In some embodiments of the optical fiber connector subassembly, a rear end of the biasing portion may be configured to abut a forward facing surface portion of the polygonal bore portion. In some aspects, a front end of the biasing portion is configured to abut a rearward facing surface portion of the tuning portion.

In some embodiments of the optical fiber connector subassembly, the tuning portion may comprise a holding portion structurally configured to hold a ferrule and an extension portion extending from the holding portion to the polygonal outer surface portion. In some aspects, the extension portion may be configured to extend through the biasing portion.

In some embodiments of the optical fiber connector subassembly, the biasing portion may be structurally configured to bias the tuning portion toward a front abutment surface portion of the receiving portion.

In some embodiments of the optical fiber connector subassembly, the tuning portion may be configured to be slidingly moved so as to compress the biasing portion and remove the tuning portion from the receiving portion such that the tuning portion is configured to be rotated relative to the receiving portion.

In some embodiments of the optical fiber connector subassembly, the outer surface portion may comprise a hexagonal outer surface portion, and the bore portion may comprise a hexagonal bore portion.

In some embodiments, an optical fiber connector for achieving reduced signal transmission losses between mating ferrules may include an embodiment of the optical fiber connector subassembly and a housing portion configured to receive the connector subassembly.

In some embodiments, the optical fiber connector may include an outer housing portion configured to receive the housing portion and the connector subassembly. In some aspects, the connector may comprise a subscriber (SC) connector.

BRIEF DESCRIPTION OF THE DRAWINGS

Further advantages and features of the present disclosure will become apparent from the following description and the accompanying drawings, to which reference is made.

FIG. 1 is a perspective view of an exemplary fiber optic connector subassembly in accordance with various aspects of the disclosure.

FIG. 2 is a perspective view of an exemplary fiber optic connector that includes the fiber optic connector subassembly of FIG. 1.

FIG. 3 is a perspective cross sectional view of the fiber optic connector subassembly of FIG. 1.

FIG. 4 is a perspective cross sectional view of a portion of the fiber optic connector subassembly of FIG. 1.

FIG. 5 is a side cross sectional view of the fiber optic connector subassembly of FIG. 1 in a static position of the subassembly.

FIG. 6 is a side cross sectional view of the fiber optic connector subassembly of FIG. 1 in a compressed position of the subassembly.

FIG. 7 is a side cross sectional view of the fiber optic connector subassembly of FIG. 1 coupled with an optical fiber cable.

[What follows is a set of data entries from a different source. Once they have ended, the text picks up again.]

use std::any::{Any, TypeId};
use std::sync::{Mutex, OnceLock};

use foldhash::{HashMap, HashMapExt};

use crate::BucketPool;

/// One pool per element type, created lazily on first use and leaked so it can serve the whole
/// process lifetime. The map only ever grows, by one entry per distinct element type.
static SHARED_POOLS: OnceLock<Mutex<HashMap<TypeId, &'static (dyn Any + Send + Sync)>>> =
    OnceLock::new();

impl<T> BucketPool<T>
where
    T: Default + Send + 'static,
{
    /// The process-wide shared pool for element type `T`.
    ///
    /// Every call with the same element type returns the same pool instance, so independent
    /// renters across the process share one set of buckets. The pool lives for the remainder of
    /// the process lifetime.
    ///
    /// # Example
    ///
    /// ```rust
    /// use bucket_pool::BucketPool;
    ///
    /// let a = BucketPool::<u64>::shared();
    /// let b = BucketPool::<u64>::shared();
    ///
    /// assert!(std::ptr::eq(a, b));
    /// ```
    #[must_use]
    pub fn shared() -> &'static Self {
        let mut pools = SHARED_POOLS
            .get_or_init(|| Mutex::new(HashMap::new()))
            .lock()
            .expect("shared pool registry mutex is never poisoned because registration does not panic");

        let erased: &'static (dyn Any + Send + Sync) =
            *pools.entry(TypeId::of::<T>()).or_insert_with(|| {
                let pool: &'static (dyn Any + Send + Sync) = Box::leak(Box::new(Self::new()));
                pool
            });

        erased
            .downcast_ref::<Self>()
            .expect("registry entries are keyed by element type, so the stored pool always matches")
    }
}

#[cfg(test)]
mod tests {
    use std::ptr;

    use super::*;

    #[test]
    fn same_element_type_is_same_pool() {
        let a = BucketPool::<u64>::shared();
        let b = BucketPool::<u64>::shared();

        assert!(ptr::eq(a, b));
    }

    #[test]
    fn distinct_element_types_have_distinct_pools() {
        let ints = BucketPool::<u64>::shared();
        let strings = BucketPool::<String>::shared();

        assert!(!ptr::eq(ptr::from_ref(ints).cast::<()>(), ptr::from_ref(strings).cast()));
    }

    #[test]
    fn shared_pool_is_usable_from_many_threads() {
        let workers: Vec<_> = (0..4)
            .map(|_| {
                std::thread::spawn(|| {
                    let pool = BucketPool::<u128>::shared();
                    let block = pool.rent(16);
                    pool.recycle(block);
                })
            })
            .collect();

        for worker in workers {
            worker.join().expect("shared pool worker threads do not panic");
        }
    }
}
//! Basic usage of the `bucket_pool` crate:
//!
//! * Renting blocks of exact sizes.
//! * Recycling them for reuse.
//! * Observing reuse through the pool counters.

use bucket_pool::BucketPool;

fn main() {
    let pool = BucketPool::<u64>::new();

    // The first rent of any size allocates a fresh block.
    let mut block = pool.rent(256);
    assert_eq!(block.len(), 256);

    for (index, slot) in block.iter_mut().enumerate() {
        *slot = index as u64;
    }

    // Handing the block back makes it available to the next renter of the same size.
    pool.recycle(block);

    let _reused = pool.rent(256);

    println!(
        "pool served {} fresh allocations and {} reuses",
        pool.allocations(),
        pool.reuses()
    );

    // The process-wide pool is shared by element type; every caller sees the same instance.
    let shared = BucketPool::<u64>::shared();
    let scratch = shared.rent(64);
    shared.recycle(scratch);
}
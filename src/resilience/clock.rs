//! Time sources for the circuit breaker.
//!
//! The breaker never reads the system clock directly. Whether the Open
//! timeout has elapsed is computed from `Clock::now()`, so tests can move
//! time forward with [`ManualClock`] instead of sleeping.

use std::fmt;
use std::sync::{Mutex, PoisonError};
use std::time::{Duration, Instant};

/// Monotonic time source
pub trait Clock: Send + Sync + fmt::Debug {
    /// Current instant
    fn now(&self) -> Instant;
}

/// Clock backed by [`Instant::now`]
#[derive(Debug, Clone, Copy, Default)]
pub struct SystemClock;

impl Clock for SystemClock {
    fn now(&self) -> Instant {
        Instant::now()
    }
}

/// Clock that only moves when told to
///
/// # Example
///
/// ```rust
/// use std::time::Duration;
/// use lighter_breaker::resilience::{Clock, ManualClock};
///
/// let clock = ManualClock::new();
/// let start = clock.now();
/// clock.advance(Duration::from_secs(5));
/// assert_eq!(clock.now() - start, Duration::from_secs(5));
/// ```
#[derive(Debug)]
pub struct ManualClock {
    origin: Instant,
    offset: Mutex<Duration>,
}

impl ManualClock {
    pub fn new() -> Self {
        Self {
            origin: Instant::now(),
            offset: Mutex::new(Duration::ZERO),
        }
    }

    /// Move the clock forward
    pub fn advance(&self, by: Duration) {
        let mut offset = self.offset.lock().unwrap_or_else(PoisonError::into_inner);
        *offset += by;
    }

    /// Total time advanced since construction
    pub fn elapsed(&self) -> Duration {
        *self.offset.lock().unwrap_or_else(PoisonError::into_inner)
    }
}

impl Default for ManualClock {
    fn default() -> Self {
        Self::new()
    }
}

impl Clock for ManualClock {
    fn now(&self) -> Instant {
        self.origin + self.elapsed()
    }
}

FIG. 8 is a perspective view of an exemplary fiber optic connector that includes the fiber optic connector subassembly of FIG. 1.

DETAILED DESCRIPTION

Reference will now be made in detail to exemplary embodiments and methods of the present disclosure, which constitute the best modes of practicing the present disclosure presently known to the inventors. It is to be understood that the disclosed embodiments are merely exemplary of the present disclosure that may be embodied in various and alternative forms. Therefore, specific details disclosed herein are not to be interpreted as limiting, but merely as a representative basis for any aspect of the present disclosure and/or as a representative basis for teaching one skilled in the art to variously employ the present disclosure.

It must also be noted that, as used in the specification and the appended claims, the singular form “a,” “an,” and “the” comprise plural referents unless the context clearly indicates otherwise. For example, reference to a component in the singular is intended to comprise a plurality of components.

With reference to FIGS. 1-8, the present disclosure describes a fiber optic connector 100, for example, an SC connector, including a fiber optic connector subassembly 110, an inner housing 102 configured to be coupled with the fiber optic connector subassembly 110, an outer housing 104 configured to be coupled with the inner housing 102, and a strain relief member 106, for example, a boot, as shown in FIG. 2. The fiber optic subassembly 110, the inner housing 102, the outer housing, and the strain relief member are coupled together in a manner known to those skilled in the art. The fiber optic connector subassembly 110 is configured to be tuned to minimize insertion loss so as to provide a better quality of the optical signal transmission.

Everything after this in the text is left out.